I do two things to the primer pockets, I uniform the pocket itself and I uniform the flash hole. The tools I use are shown below. These are made by EJS. I bought both on sale from Midway for around $18.

Uniforming the pocket means cutting it to a consistent size. Cleaning is done in the process. The EJS tool I use comes with a different size cutter on either end for different size primers and is adjustable for depth.

Before uniforming.

After uniforming.

It is not critical to clean every last bit of crud out of the primer pocket. These are fine. What is important is to cut the primer pocket to the proper dimensions to accept the primer. I like to seat my primers just below flush on the bottom of the case.

The flash hole uniformer is used to deburr and cut crud out of the flash hole, it's easy to use. Like deburring the case neck, we're not trying to shape it, just remove the burrs. The EJS flash hole uniformer tool shown is adjustable for length, just follow the simple instructions that come with it.

So here they are cleaned, sized, cut to length, primer pockets and flash holes uniformed.......aren't they pretty.
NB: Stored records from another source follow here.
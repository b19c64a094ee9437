mod console;
mod simulate;

use std::path::PathBuf;
use std::sync::Arc;
use std::time::Duration;

use anyhow::{Context, Result};
use clap::{Parser, Subcommand};
use tokio::io::BufReader;

use horo_relay::{config, db::Database, store::KeyValueStore, theme::ThemeProvider};
use horo_types::config::Platform;

#[derive(Parser)]
#[command(name = "horo", version, about = "Horoscope relay: realtime horoscope notifications")]
struct Cli {
    #[command(subcommand)]
    command: Option<Commands>,
}

#[derive(Subcommand)]
enum Commands {
    /// Show current configuration
    Status,
    /// Show or toggle the app theme
    Theme {
        #[arg(long)]
        toggle: bool,
    },
    /// Drive the relay from a JSON-lines script (stdin by default)
    Simulate {
        #[arg(long)]
        file: Option<PathBuf>,
        /// Override the configured platform
        #[arg(long)]
        platform: Option<Platform>,
        /// How long to let queued events drain before shutting down
        #[arg(long, default_value_t = 100)]
        settle_ms: u64,
    },
}

#[tokio::main]
async fn main() -> Result<()> {
    let cli = Cli::parse();
    let cfg = config::load_config()?;

    let filter = tracing_subscriber::EnvFilter::try_from_default_env()
        .unwrap_or_else(|_| tracing_subscriber::EnvFilter::new(&cfg.logging.level));
    tracing_subscriber::fmt()
        .with_env_filter(filter)
        .with_writer(std::io::stderr)
        .init();

    match cli.command.unwrap_or(Commands::Status) {
        Commands::Status => {
            println!("Horoscope relay v{}", env!("CARGO_PKG_VERSION"));
            println!("Platform: {}", cfg.relay.platform);
            println!("Sound: {}", cfg.relay.sound.as_deref().unwrap_or("none"));
            let prefs = cfg.notifications;
            println!(
                "Notifications: {} (daily: {}, weekly: {}, monthly: {})",
                on_off(prefs.enabled),
                on_off(prefs.daily),
                on_off(prefs.weekly),
                on_off(prefs.monthly)
            );
            println!("Config: {}", config::config_path()?.display());
            println!("Database: {}", config::db_path()?.display());
            Ok(())
        }
        Commands::Theme { toggle } => {
            let theme = open_theme()?;
            if toggle {
                theme.toggle().context("Failed to save theme")?;
            }
            println!("Theme: {}", theme.current());
            Ok(())
        }
        Commands::Simulate {
            file,
            platform,
            settle_ms,
        } => {
            let theme = Arc::new(open_theme()?);
            let options = simulate::Options {
                platform: platform.unwrap_or(cfg.relay.platform),
                settle: Duration::from_millis(settle_ms),
            };
            match file {
                Some(path) => {
                    let f = tokio::fs::File::open(&path)
                        .await
                        .with_context(|| format!("Failed to open {}", path.display()))?;
                    simulate::run(&cfg, theme, options, BufReader::new(f)).await
                }
                None => simulate::run(&cfg, theme, options, BufReader::new(tokio::io::stdin())).await,
            }
        }
    }
}

fn open_theme() -> Result<ThemeProvider> {
    let path = config::db_path()?;
    let db = Database::open(&path)
        .with_context(|| format!("Failed to open database at {}", path.display()))?;
    let store: Arc<dyn KeyValueStore> = Arc::new(db);
    Ok(ThemeProvider::load(store))
}

fn on_off(flag: bool) -> &'static str {
    if flag {
        "on"
    } else {
        "off"
    }
}
use anyhow::{Context, Result};
use std::path::PathBuf;

use horo_types::config::HoroConfig;

/// Returns the app home directory (~/.horoscope/)
pub fn horo_home() -> Result<PathBuf> {
    dirs::home_dir()
        .map(|home| home.join(".horoscope"))
        .context("Could not determine home directory")
}

/// Returns the path to the config file (~/.horoscope/config.toml)
pub fn config_path() -> Result<PathBuf> {
    Ok(horo_home()?.join("config.toml"))
}

/// Returns the key-value database path (~/.horoscope/horoscope.db)
pub fn db_path() -> Result<PathBuf> {
    Ok(horo_home()?.join("horoscope.db"))
}

/// Load config from disk, creating default if it doesn't exist.
pub fn load_config() -> Result<HoroConfig> {
    let path = config_path()?;

    if !path.exists() {
        let home = horo_home()?;
        std::fs::create_dir_all(&home)
            .with_context(|| format!("Failed to create {}", home.display()))?;

        let default = HoroConfig::default();
        let toml_str = toml::to_string_pretty(&default)
            .context("Failed to serialize default config")?;
        std::fs::write(&path, &toml_str)
            .with_context(|| format!("Failed to write default config to {}", path.display()))?;

        return Ok(default);
    }

    let contents = std::fs::read_to_string(&path)
        .with_context(|| format!("Failed to read config from {}", path.display()))?;
    parse_config(&contents).with_context(|| format!("Failed to parse config at {}", path.display()))
}

/// Save config to disk, overwriting the existing file.
pub fn save_config(config: &HoroConfig) -> Result<()> {
    let path = config_path()?;
    let toml_str = toml::to_string_pretty(config)
        .context("Failed to serialize config")?;
    std::fs::write(&path, toml_str)
        .with_context(|| format!("Failed to write config to {}", path.display()))?;
    Ok(())
}

fn parse_config(contents: &str) -> Result<HoroConfig> {
    Ok(toml::from_str(contents)?)
}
I’m 50. I’ve been on this planet half a century. I am qualified to say things like, reloading is just like everything else you do……the more you put into it…..the more you get out of it! Detail, you pay attention to detail. I recently read where a grey-beard was giving advice to a newbie reloader……”treat every reload as if it were for NASA”. You won’t find any better advice than that.

In the previous photos I prepared the shell cases: they were cleaned, sized, trimmed, primer pockets uniformed. and flash holes uniformed. Now they are ready to be primed, charged with powder, and outfitted with a bullet.

At this point, it probably makes sense to look at some more equipment. To prime, charge, seat, and crimp you will need equipment that steps up to the rigor of each process step.


This is my powder scale. Less elaborate scales are just as effective. The important thing is it is graduated in grains. There are 7000 grains in one pound. On the platform to the right of the brass tray is my powder trickler. Turning the knurled knob on the trickler deposits a few kernels of powder into the tray, more on this later.

This is my funnel. This particular model comes with different size drop tubes for different size cartridges. The drop tubes insert from the bottom. I also have a funnel I stole from my wife’s kitchen compliments of Tupperware.

This is my Redding Model 3BR Powder Dispenser (on the right). I never store powder in the dispenser. I fill it at each charging session. This one is shown mounted on a stand. The stand simply makes it easier to access the drop tube on the dispenser during charging. The black thing on the bottom right is the micrometer-adjust that regulates how much powder is dispensed into the case. Some people like to mount their powder dispenser on their press, I like mine mounted on the bench.

I used this picture because if you look closely in the upper right hand corner of the photo you can see a picture of our future President - John Kerry

This is my primer tray. Primers come in square packages and you dump them into the tray for easy handling. I much prefer the square tray to the round one because it fits the primer box. Notice the primers are in rows of ten. I only dump the number of primers I’m going to use into the tray during the loading session.

Selecting Components:

Brass, I have both W-W (Winchester) and R-P (Remington). We processed R-P cases earlier (Beginners 45-70 Start To Finish - Case Prep) so those are the ones to use. I have not found one shoots better than the other but my preference is to work with R-P cases.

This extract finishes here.